■ REQUIRED WORK: Take the data that sits below and write it out again exactly.

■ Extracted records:

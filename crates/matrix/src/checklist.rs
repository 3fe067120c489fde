use crate::assembler::MatrixAssembler;
use heatmap_catalog::{CatalogIndex, NormalizedKey};
use heatmap_protocol::{ChecklistOptionPayload, ChecklistPayload};

/// One selectable column of the column filter.
#[derive(Debug, Clone, PartialEq, Eq)]
pub struct ColumnOption {
    /// Plain display text
    pub label: String,
    pub value: NormalizedKey,
}

/// Column filter options in column-axis order.
pub fn column_options(assembler: &MatrixAssembler, index: &CatalogIndex) -> Vec<ColumnOption> {
    assembler
        .column_axis(index)
        .into_iter()
        .map(|key| ColumnOption {
            label: assembler.codec().render_plain(&assembler.codec().encode(&key)),
            value: key,
        })
        .collect()
}

/// Select-all toggle: no clicks selects nothing, an odd count selects every option, an even
/// count clears the selection.
pub fn toggle_selection(options: &[ColumnOption], n_clicks: u32) -> Vec<NormalizedKey> {
    if n_clicks % 2 == 1 {
        options.iter().map(|option| option.value.clone()).collect()
    } else {
        Vec::new()
    }
}

pub fn checklist_payload(options: &[ColumnOption], selected: &[NormalizedKey]) -> ChecklistPayload {
    ChecklistPayload {
        options: options
            .iter()
            .map(|option| ChecklistOptionPayload {
                label: option.label.clone(),
                value: option.value.as_str().to_string(),
            })
            .collect(),
        selected: selected.iter().map(|k| k.as_str().to_string()).collect(),
    }
}

#[cfg(test)]
mod tests {
    use super::*;
    use crate::label::{LabelCodec, LabelConfig};
    use heatmap_catalog::{ChartKind, ChartSynthesizer, MeasurementRecord, StepSeries};
    use pretty_assertions::assert_eq;

    fn index() -> CatalogIndex {
        let records: Vec<MeasurementRecord> = [("בריאות", "AI ידע"), ("בריאות", "כללי")]
            .iter()
            .map(|(domain, dimension)| MeasurementRecord {
                domain: domain.to_string(),
                dimension: dimension.to_string(),
                chart_kind: ChartKind::Bar,
                measurement_method: String::new(),
                survey_item: String::new(),
                raw_item_text: String::new(),
                answer_options_text: String::new(),
                source: String::new(),
                link: String::new(),
                notes: String::new(),
            })
            .collect();
        CatalogIndex::build(
            &records,
            &ChartSynthesizer::default(),
            &mut StepSeries::new(0.0, 1.0),
        )
    }

    #[test]
    fn options_use_plain_labels() {
        let assembler = MatrixAssembler::new(LabelCodec::new(&LabelConfig::default()).unwrap());
        let options = column_options(&assembler, &index());
        assert_eq!(options.len(), 2);
        assert_eq!(options[0].label, "בינה מלאכותית | ידע");
        assert_eq!(options[0].value.as_str(), "ai ידע");
        assert_eq!(options[1].label, "כללי");
    }

    #[test]
    fn select_all_toggle_follows_click_parity() {
        let assembler = MatrixAssembler::new(LabelCodec::new(&LabelConfig::default()).unwrap());
        let options = column_options(&assembler, &index());

        assert!(toggle_selection(&options, 0).is_empty());
        assert_eq!(toggle_selection(&options, 1).len(), 2);
        assert!(toggle_selection(&options, 2).is_empty());
        assert_eq!(toggle_selection(&options, 7).len(), 2);

        let payload = checklist_payload(&options, &toggle_selection(&options, 1));
        assert_eq!(payload.selected, vec!["ai ידע", "כללי"]);
        assert_eq!(payload.options[1].value, "כללי");
    }
}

■ RESPONSE TO THIS EXERCISE:
filename crates/matrix/src/checklist.rs
repository 3fe067120c489fde
use crate::assembler::MatrixAssembler;
use heatmap_catalog::{CatalogIndex, NormalizedKey};
use heatmap_protocol::{ChecklistOptionPayload, ChecklistPayload};

/// One selectable column of the column filter.
#[derive(Debug, Clone, PartialEq, Eq)]
pub struct ColumnOption {
    /// Plain display text
    pub label: String,
    pub value: NormalizedKey,
}

/// Column filter options in column-axis order.
pub fn column_options(assembler: &MatrixAssembler, index: &CatalogIndex) -> Vec<ColumnOption> {
    assembler
        .column_axis(index)
        .into_iter()
        .map(|key| ColumnOption {
            label: assembler.codec().render_plain(&assembler.codec().encode(&key)),
            value: key,
        })
        .collect()
}

/// Select-all toggle: no clicks selects nothing, an odd count selects every option, an even
/// count clears the selection.
pub fn toggle_selection(options: &[ColumnOption], n_clicks: u32) -> Vec<NormalizedKey> {
    if n_clicks % 2 == 1 {
        options.iter().map(|option| option.value.clone()).collect()
    } else {
        Vec::new()
    }
}

pub fn checklist_payload(options: &[ColumnOption], selected: &[NormalizedKey]) -> ChecklistPayload {
    ChecklistPayload {
        options: options
            .iter()
            .map(|option| ChecklistOptionPayload {
                label: option.label.clone(),
                value: option.value.as_str().to_string(),
            })
            .collect(),
        selected: selected.iter().map(|k| k.as_str().to_string()).collect(),
    }
}

#[cfg(test)]
mod tests {
    use super::*;
    use crate::label::{LabelCodec, LabelConfig};
    use heatmap_catalog::{ChartKind, ChartSynthesizer, MeasurementRecord, StepSeries};
    use pretty_assertions::assert_eq;

    fn index() -> CatalogIndex {
        let records: Vec<MeasurementRecord> = [("בריאות", "AI ידע"), ("בריאות", "כללי")]
            .iter()
            .map(|(domain, dimension)| MeasurementRecord {
                domain: domain.to_string(),
                dimension: dimension.to_string(),
                chart_kind: ChartKind::Bar,
                measurement_method: String::new(),
                survey_item: String::new(),
                raw_item_text: String::new(),
                answer_options_text: String::new(),
                source: String::new(),
                link: String::new(),
                notes: String::new(),
            })
            .collect();
        CatalogIndex::build(
            &records,
            &ChartSynthesizer::default(),
            &mut StepSeries::new(0.0, 1.0),
        )
    }

    #[test]
    fn options_use_plain_labels() {
        let assembler = MatrixAssembler::new(LabelCodec::new(&LabelConfig::default()).unwrap());
        let options = column_options(&assembler, &index());
        assert_eq!(options.len(), 2);
        assert_eq!(options[0].label, "בינה מלאכותית | ידע");
        assert_eq!(options[0].value.as_str(), "ai ידע");
        assert_eq!(options[1].label, "כללי");
    }

    #[test]
    fn select_all_toggle_follows_click_parity() {
        let assembler = MatrixAssembler::new(LabelCodec::new(&LabelConfig::default()).unwrap());
        let options = column_options(&assembler, &index());

        assert!(toggle_selection(&options, 0).is_empty());
        assert_eq!(toggle_selection(&options, 1).len(), 2);
        assert!(toggle_selection(&options, 2).is_empty());
        assert_eq!(toggle_selection(&options, 7).len(), 2);

        let payload = checklist_payload(&options, &toggle_selection(&options, 1));
        assert_eq!(payload.selected, vec!["ai ידע", "כללי"]);
        assert_eq!(payload.options[1].value, "כללי");
    }
}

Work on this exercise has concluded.